▽
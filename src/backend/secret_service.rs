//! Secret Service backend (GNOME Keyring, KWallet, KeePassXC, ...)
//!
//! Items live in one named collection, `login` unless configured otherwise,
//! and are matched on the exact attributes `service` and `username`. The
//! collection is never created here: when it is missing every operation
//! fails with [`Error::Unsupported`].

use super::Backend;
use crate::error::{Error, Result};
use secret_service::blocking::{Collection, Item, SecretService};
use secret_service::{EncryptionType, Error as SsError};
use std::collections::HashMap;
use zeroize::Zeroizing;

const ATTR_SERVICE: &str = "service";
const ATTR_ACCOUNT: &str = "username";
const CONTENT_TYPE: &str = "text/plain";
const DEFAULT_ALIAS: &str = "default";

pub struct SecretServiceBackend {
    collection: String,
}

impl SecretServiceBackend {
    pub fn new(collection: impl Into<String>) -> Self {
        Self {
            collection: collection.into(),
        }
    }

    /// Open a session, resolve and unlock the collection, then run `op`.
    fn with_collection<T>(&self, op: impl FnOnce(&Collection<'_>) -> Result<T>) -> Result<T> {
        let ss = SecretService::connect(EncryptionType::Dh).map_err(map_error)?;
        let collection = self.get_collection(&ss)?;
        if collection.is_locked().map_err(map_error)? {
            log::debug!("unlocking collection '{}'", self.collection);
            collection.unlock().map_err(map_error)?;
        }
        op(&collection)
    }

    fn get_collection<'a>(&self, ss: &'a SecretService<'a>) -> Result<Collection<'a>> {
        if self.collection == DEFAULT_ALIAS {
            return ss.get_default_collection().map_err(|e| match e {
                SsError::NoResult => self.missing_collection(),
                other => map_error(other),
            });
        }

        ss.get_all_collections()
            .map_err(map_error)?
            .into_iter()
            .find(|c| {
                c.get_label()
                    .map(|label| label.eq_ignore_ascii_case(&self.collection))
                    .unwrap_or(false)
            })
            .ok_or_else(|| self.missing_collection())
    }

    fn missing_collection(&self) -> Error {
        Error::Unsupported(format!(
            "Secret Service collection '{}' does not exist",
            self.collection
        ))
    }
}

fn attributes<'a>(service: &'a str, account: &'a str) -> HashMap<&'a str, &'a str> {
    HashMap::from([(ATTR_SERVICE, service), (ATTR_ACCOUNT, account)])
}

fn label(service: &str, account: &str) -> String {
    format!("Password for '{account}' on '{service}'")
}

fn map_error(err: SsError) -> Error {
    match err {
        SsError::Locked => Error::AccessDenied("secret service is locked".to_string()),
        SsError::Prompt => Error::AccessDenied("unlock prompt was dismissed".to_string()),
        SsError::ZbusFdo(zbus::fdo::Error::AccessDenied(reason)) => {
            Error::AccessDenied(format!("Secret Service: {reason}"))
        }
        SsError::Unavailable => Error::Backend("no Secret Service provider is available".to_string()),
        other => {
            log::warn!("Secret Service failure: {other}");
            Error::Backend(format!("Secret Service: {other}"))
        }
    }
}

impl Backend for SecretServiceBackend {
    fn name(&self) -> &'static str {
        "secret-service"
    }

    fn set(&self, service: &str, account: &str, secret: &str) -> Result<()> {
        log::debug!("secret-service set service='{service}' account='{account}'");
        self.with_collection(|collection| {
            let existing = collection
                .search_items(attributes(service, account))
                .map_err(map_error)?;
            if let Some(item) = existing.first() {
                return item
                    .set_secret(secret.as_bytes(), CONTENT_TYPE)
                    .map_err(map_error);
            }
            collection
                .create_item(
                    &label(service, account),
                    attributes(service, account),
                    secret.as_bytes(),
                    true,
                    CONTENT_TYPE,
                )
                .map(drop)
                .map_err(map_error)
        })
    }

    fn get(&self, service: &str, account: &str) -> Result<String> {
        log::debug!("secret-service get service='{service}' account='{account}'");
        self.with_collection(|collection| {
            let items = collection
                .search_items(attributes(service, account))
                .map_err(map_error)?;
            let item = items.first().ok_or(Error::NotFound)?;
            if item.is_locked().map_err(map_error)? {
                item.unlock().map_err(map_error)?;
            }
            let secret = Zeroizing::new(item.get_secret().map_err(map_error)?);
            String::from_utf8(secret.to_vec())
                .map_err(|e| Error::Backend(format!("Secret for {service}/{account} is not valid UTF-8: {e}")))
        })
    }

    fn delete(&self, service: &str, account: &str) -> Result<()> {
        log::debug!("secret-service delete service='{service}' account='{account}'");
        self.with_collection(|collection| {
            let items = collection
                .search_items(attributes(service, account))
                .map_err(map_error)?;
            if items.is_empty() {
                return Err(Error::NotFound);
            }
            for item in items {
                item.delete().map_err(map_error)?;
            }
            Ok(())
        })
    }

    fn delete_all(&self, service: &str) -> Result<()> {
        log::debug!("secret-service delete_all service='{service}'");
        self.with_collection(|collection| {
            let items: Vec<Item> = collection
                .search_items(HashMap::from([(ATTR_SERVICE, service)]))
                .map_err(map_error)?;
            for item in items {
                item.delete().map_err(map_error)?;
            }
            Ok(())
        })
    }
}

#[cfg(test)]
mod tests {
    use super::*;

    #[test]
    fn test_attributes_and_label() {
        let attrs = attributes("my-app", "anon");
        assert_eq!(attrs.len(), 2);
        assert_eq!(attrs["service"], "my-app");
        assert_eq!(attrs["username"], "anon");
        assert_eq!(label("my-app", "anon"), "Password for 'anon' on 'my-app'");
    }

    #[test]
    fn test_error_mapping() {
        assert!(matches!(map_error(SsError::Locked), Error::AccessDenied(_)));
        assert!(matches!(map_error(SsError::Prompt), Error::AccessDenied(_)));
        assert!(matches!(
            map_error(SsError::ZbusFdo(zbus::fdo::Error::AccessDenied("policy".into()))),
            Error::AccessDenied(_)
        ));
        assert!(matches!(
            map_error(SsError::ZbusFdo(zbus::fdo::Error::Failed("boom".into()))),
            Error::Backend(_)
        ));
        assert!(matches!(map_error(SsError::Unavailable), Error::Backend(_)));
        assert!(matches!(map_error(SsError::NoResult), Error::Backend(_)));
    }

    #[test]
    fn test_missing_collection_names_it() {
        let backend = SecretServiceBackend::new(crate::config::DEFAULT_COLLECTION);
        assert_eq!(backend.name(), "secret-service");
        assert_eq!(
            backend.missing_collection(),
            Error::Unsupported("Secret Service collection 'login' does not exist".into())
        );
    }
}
△
Every line from the first entry to the line containing "const CONTENT_TYPE: &str" should be transcribed exactly, and nothing beyond it.

RESPONSE TO THIS TASK:
filename src/backend/secret_service.rs
//! Secret Service backend (GNOME Keyring, KWallet, KeePassXC, ...)
//!
//! Items live in one named collection, `login` unless configured otherwise,
//! and are matched on the exact attributes `service` and `username`. The
//! collection is never created here: when it is missing every operation
//! fails with [`Error::Unsupported`].

use super::Backend;
use crate::error::{Error, Result};
use secret_service::blocking::{Collection, Item, SecretService};
use secret_service::{EncryptionType, Error as SsError};
use std::collections::HashMap;
use zeroize::Zeroizing;

const ATTR_SERVICE: &str = "service";
const ATTR_ACCOUNT: &str = "username";
const CONTENT_TYPE: &str = "text/plain";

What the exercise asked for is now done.